* DIRECTIONS: Could you output all of the records below exactly as they appear?

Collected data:

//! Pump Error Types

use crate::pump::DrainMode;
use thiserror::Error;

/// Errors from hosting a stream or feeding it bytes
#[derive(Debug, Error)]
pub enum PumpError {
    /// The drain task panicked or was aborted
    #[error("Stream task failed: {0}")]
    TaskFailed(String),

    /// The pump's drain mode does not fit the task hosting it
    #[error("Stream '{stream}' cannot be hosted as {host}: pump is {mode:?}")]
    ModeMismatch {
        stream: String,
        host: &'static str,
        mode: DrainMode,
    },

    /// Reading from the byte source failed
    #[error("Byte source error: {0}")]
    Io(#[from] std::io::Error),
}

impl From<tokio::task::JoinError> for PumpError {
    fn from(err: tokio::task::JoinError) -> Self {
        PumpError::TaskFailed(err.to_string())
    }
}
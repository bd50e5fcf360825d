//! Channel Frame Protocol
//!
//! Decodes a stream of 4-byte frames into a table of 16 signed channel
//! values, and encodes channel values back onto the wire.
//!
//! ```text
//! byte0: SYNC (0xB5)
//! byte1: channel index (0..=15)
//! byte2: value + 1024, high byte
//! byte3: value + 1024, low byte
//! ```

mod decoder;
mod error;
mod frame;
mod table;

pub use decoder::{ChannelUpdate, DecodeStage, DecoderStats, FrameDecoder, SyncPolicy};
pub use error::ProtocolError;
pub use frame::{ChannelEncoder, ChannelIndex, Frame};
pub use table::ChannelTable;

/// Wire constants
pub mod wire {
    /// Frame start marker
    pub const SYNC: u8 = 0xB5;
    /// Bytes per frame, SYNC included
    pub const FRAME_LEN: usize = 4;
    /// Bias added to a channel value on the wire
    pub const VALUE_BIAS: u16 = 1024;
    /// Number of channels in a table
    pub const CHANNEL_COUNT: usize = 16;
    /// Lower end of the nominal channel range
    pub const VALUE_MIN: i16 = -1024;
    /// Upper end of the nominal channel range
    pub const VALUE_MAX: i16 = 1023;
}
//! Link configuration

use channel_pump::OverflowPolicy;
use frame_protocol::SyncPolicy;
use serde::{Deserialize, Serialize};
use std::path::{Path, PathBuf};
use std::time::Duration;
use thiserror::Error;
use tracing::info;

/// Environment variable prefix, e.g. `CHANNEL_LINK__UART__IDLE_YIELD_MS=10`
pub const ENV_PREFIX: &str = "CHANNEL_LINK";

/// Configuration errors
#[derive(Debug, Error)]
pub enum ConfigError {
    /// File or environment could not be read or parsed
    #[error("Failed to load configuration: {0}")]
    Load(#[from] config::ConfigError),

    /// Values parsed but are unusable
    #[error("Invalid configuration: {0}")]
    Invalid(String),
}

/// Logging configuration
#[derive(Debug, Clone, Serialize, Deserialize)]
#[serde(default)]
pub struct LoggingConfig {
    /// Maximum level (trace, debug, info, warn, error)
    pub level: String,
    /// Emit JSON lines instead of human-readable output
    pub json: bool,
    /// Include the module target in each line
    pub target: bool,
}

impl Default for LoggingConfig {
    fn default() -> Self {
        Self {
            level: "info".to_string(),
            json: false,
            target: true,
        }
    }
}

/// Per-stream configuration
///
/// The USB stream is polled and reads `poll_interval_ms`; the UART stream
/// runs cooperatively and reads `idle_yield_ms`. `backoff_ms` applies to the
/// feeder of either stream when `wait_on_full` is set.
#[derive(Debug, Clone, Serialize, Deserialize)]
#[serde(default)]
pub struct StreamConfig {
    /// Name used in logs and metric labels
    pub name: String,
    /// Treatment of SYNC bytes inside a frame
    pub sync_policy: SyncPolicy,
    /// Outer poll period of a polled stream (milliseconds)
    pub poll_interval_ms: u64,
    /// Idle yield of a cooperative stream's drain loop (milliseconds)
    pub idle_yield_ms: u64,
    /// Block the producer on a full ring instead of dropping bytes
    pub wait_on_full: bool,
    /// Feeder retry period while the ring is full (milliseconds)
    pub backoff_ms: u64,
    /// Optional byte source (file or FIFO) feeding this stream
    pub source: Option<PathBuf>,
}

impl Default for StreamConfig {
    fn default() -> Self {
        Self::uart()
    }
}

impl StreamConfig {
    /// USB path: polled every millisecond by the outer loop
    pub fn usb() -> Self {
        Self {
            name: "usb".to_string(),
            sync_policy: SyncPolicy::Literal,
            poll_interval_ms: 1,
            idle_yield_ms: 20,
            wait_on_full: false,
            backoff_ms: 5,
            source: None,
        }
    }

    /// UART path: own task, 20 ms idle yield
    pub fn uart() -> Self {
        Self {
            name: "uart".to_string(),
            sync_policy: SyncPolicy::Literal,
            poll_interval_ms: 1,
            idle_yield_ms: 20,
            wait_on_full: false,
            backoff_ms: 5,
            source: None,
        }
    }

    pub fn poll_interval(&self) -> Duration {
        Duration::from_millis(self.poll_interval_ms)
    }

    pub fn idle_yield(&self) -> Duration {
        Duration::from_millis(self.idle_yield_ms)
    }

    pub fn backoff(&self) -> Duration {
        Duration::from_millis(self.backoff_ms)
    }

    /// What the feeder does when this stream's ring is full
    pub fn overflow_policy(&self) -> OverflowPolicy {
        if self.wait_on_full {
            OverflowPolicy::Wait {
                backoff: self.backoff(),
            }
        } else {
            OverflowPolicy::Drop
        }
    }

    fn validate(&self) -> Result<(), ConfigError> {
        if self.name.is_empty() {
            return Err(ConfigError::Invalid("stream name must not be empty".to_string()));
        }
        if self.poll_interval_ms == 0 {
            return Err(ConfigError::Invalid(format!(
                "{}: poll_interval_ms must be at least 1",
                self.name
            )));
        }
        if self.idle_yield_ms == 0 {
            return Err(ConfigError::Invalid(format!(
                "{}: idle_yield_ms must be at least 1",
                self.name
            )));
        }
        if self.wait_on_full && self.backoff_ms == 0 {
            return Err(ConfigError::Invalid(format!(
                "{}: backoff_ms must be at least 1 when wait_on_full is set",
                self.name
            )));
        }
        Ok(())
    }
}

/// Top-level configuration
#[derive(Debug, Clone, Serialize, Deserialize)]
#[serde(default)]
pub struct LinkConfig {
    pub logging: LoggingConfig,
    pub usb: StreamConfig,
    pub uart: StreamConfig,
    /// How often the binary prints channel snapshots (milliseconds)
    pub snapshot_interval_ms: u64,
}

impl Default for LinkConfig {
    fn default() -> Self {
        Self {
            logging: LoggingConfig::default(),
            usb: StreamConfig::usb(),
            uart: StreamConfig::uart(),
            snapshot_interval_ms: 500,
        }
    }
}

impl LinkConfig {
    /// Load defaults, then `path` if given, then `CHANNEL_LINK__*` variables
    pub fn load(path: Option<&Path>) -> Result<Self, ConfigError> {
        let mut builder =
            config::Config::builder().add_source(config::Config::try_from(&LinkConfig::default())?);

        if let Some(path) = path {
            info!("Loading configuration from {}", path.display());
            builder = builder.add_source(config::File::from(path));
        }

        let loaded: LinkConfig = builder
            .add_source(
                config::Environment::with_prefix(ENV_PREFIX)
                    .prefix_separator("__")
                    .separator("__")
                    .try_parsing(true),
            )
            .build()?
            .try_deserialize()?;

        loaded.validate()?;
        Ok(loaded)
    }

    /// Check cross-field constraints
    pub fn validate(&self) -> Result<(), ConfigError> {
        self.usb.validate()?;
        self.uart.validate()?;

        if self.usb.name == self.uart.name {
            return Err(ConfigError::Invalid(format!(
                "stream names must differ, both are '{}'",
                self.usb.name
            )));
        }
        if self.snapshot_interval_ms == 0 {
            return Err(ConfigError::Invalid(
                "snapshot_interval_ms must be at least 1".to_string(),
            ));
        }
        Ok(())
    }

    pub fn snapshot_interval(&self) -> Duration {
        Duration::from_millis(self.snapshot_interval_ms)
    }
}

* EXERCISE RESULT:
//! Pump Error Types

use crate::pump::DrainMode;
use thiserror::Error;

/// Errors from hosting a stream or feeding it bytes
#[derive(Debug, Error)]
pub enum PumpError {
    /// The drain task panicked or was aborted
    #[error("Stream task failed: {0}")]
    TaskFailed(String),

    /// The pump's drain mode does not fit the task hosting it
    #[error("Stream '{stream}' cannot be hosted as {host}: pump is {mode:?}")]
    ModeMismatch {
        stream: String,
        host: &'static str,
        mode: DrainMode,
    },

    /// Reading from the byte source failed
    #[error("Byte source error: {0}")]
    Io(#[from] std::io::Error),
}

impl From<tokio::task::JoinError> for PumpError {
    fn from(err: tokio::task::JoinError) -> Self {
        PumpError::TaskFailed(err.to_string())
    }
}
repository bd50e5fcf360825d
//! Channel Frame Protocol
//!
//! Decodes a stream of 4-byte frames into a table of 16 signed channel
//! values, and encodes channel values back onto the wire.
//!
//! ```text
//! byte0: SYNC (0xB5)
//! byte1: channel index (0..=15)
//! byte2: value + 1024, high byte
//! byte3: value + 1024, low byte
//! ```

mod decoder;
mod error;
mod frame;
mod table;

pub use decoder::{ChannelUpdate, DecodeStage, DecoderStats, FrameDecoder, SyncPolicy};
pub use error::ProtocolError;
pub use frame::{ChannelEncoder, ChannelIndex, Frame};
pub use table::ChannelTable;

/// Wire constants
pub mod wire {
    /// Frame start marker
    pub const SYNC: u8 = 0xB5;
    /// Bytes per frame, SYNC included
    pub const FRAME_LEN: usize = 4;
    /// Bias added to a channel value on the wire
    pub const VALUE_BIAS: u16 = 1024;
    /// Number of channels in a table
    pub const CHANNEL_COUNT: usize = 16;
    /// Lower end of the nominal channel range
    pub const VALUE_MIN: i16 = -1024;
    /// Upper end of the nominal channel range
    pub const VALUE_MAX: i16 = 1023;
}
//! Link configuration

use channel_pump::OverflowPolicy;
use frame_protocol::SyncPolicy;
use serde::{Deserialize, Serialize};
use std::path::{Path, PathBuf};
use std::time::Duration;
use thiserror::Error;
use tracing::info;

/// Environment variable prefix, e.g. `CHANNEL_LINK__UART__IDLE_YIELD_MS=10`
pub const ENV_PREFIX: &str = "CHANNEL_LINK";

/// Configuration errors
#[derive(Debug, Error)]
pub enum ConfigError {
    /// File or environment could not be read or parsed
    #[error("Failed to load configuration: {0}")]
    Load(#[from] config::ConfigError),

    /// Values parsed but are unusable
    #[error("Invalid configuration: {0}")]
    Invalid(String),
}

/// Logging configuration
#[derive(Debug, Clone, Serialize, Deserialize)]
#[serde(default)]
pub struct LoggingConfig {
    /// Maximum level (trace, debug, info, warn, error)
    pub level: String,
    /// Emit JSON lines instead of human-readable output
    pub json: bool,
    /// Include the module target in each line
    pub target: bool,
}

impl Default for LoggingConfig {
    fn default() -> Self {
        Self {
            level: "info".to_string(),
            json: false,
            target: true,
        }
    }
}

/// Per-stream configuration
///
/// The USB stream is polled and reads `poll_interval_ms`; the UART stream
/// runs cooperatively and reads `idle_yield_ms`. `backoff_ms` applies to the
/// feeder of either stream when `wait_on_full` is set.
#[derive(Debug, Clone, Serialize, Deserialize)]
#[serde(default)]
pub struct StreamConfig {
    /// Name used in logs and metric labels
    pub name: String,
    /// Treatment of SYNC bytes inside a frame
    pub sync_policy: SyncPolicy,
    /// Outer poll period of a polled stream (milliseconds)
    pub poll_interval_ms: u64,
    /// Idle yield of a cooperative stream's drain loop (milliseconds)
    pub idle_yield_ms: u64,
    /// Block the producer on a full ring instead of dropping bytes
    pub wait_on_full: bool,
    /// Feeder retry period while the ring is full (milliseconds)
    pub backoff_ms: u64,
    /// Optional byte source (file or FIFO) feeding this stream
    pub source: Option<PathBuf>,
}

impl Default for StreamConfig {
    fn default() -> Self {
        Self::uart()
    }
}

impl StreamConfig {
    /// USB path: polled every millisecond by the outer loop
    pub fn usb() -> Self {
        Self {
            name: "usb".to_string(),
            sync_policy: SyncPolicy::Literal,
            poll_interval_ms: 1,
            idle_yield_ms: 20,
            wait_on_full: false,
            backoff_ms: 5,
            source: None,
        }
    }

    /// UART path: own task, 20 ms idle yield
    pub fn uart() -> Self {
        Self {
            name: "uart".to_string(),
            sync_policy: SyncPolicy::Literal,
            poll_interval_ms: 1,
            idle_yield_ms: 20,
            wait_on_full: false,
            backoff_ms: 5,
            source: None,
        }
    }

    pub fn poll_interval(&self) -> Duration {
        Duration::from_millis(self.poll_interval_ms)
    }

    pub fn idle_yield(&self) -> Duration {
        Duration::from_millis(self.idle_yield_ms)
    }

    pub fn backoff(&self) -> Duration {
        Duration::from_millis(self.backoff_ms)
    }

    /// What the feeder does when this stream's ring is full
    pub fn overflow_policy(&self) -> OverflowPolicy {
        if self.wait_on_full {
            OverflowPolicy::Wait {
                backoff: self.backoff(),
            }
        } else {
            OverflowPolicy::Drop
        }
    }

    fn validate(&self) -> Result<(), ConfigError> {
        if self.name.is_empty() {
            return Err(ConfigError::Invalid("stream name must not be empty".to_string()));
        }
        if self.poll_interval_ms == 0 {
            return Err(ConfigError::Invalid(format!(
                "{}: poll_interval_ms must be at least 1",
                self.name
            )));
        }
        if self.idle_yield_ms == 0 {
            return Err(ConfigError::Invalid(format!(
                "{}: idle_yield_ms must be at least 1",
                self.name
            )));
        }
        if self.wait_on_full && self.backoff_ms == 0 {
            return Err(ConfigError::Invalid(format!(
                "{}: backoff_ms must be at least 1 when wait_on_full is set",
                self.name
            )));
        }
        Ok(())
    }
}

/// Top-level configuration
#[derive(Debug, Clone, Serialize, Deserialize)]
#[serde(default)]
pub struct LinkConfig {
    pub logging: LoggingConfig,
    pub usb: StreamConfig,
    pub uart: StreamConfig,
    /// How often the binary prints channel snapshots (milliseconds)
    pub snapshot_interval_ms: u64,
}

impl Default for LinkConfig {
    fn default() -> Self {
        Self {
            logging: LoggingConfig::default(),
            usb: StreamConfig::usb(),
            uart: StreamConfig::uart(),
            snapshot_interval_ms: 500,
        }
    }
}

impl LinkConfig {
    /// Load defaults, then `path` if given, then `CHANNEL_LINK__*` variables
    pub fn load(path: Option<&Path>) -> Result<Self, ConfigError> {
        let mut builder =
            config::Config::builder().add_source(config::Config::try_from(&LinkConfig::default())?);

        if let Some(path) = path {
            info!("Loading configuration from {}", path.display());
            builder = builder.add_source(config::File::from(path));
        }

        let loaded: LinkConfig = builder
            .add_source(
                config::Environment::with_prefix(ENV_PREFIX)
                    .prefix_separator("__")
                    .separator("__")
                    .try_parsing(true),
            )
            .build()?
            .try_deserialize()?;

        loaded.validate()?;
        Ok(loaded)
    }

    /// Check cross-field constraints
    pub fn validate(&self) -> Result<(), ConfigError> {
        self.usb.validate()?;
        self.uart.validate()?;

        if self.usb.name == self.uart.name {
            return Err(ConfigError::Invalid(format!(
                "stream names must differ, both are '{}'",
                self.usb.name
            )));
        }
        if self.snapshot_interval_ms == 0 {
            return Err(ConfigError::Invalid(
                "snapshot_interval_ms must be at least 1".to_string(),
            ));
        }
        Ok(())
    }

    pub fn snapshot_interval(&self) -> Duration {
        Duration::from_millis(self.snapshot_interval_ms)
    }
}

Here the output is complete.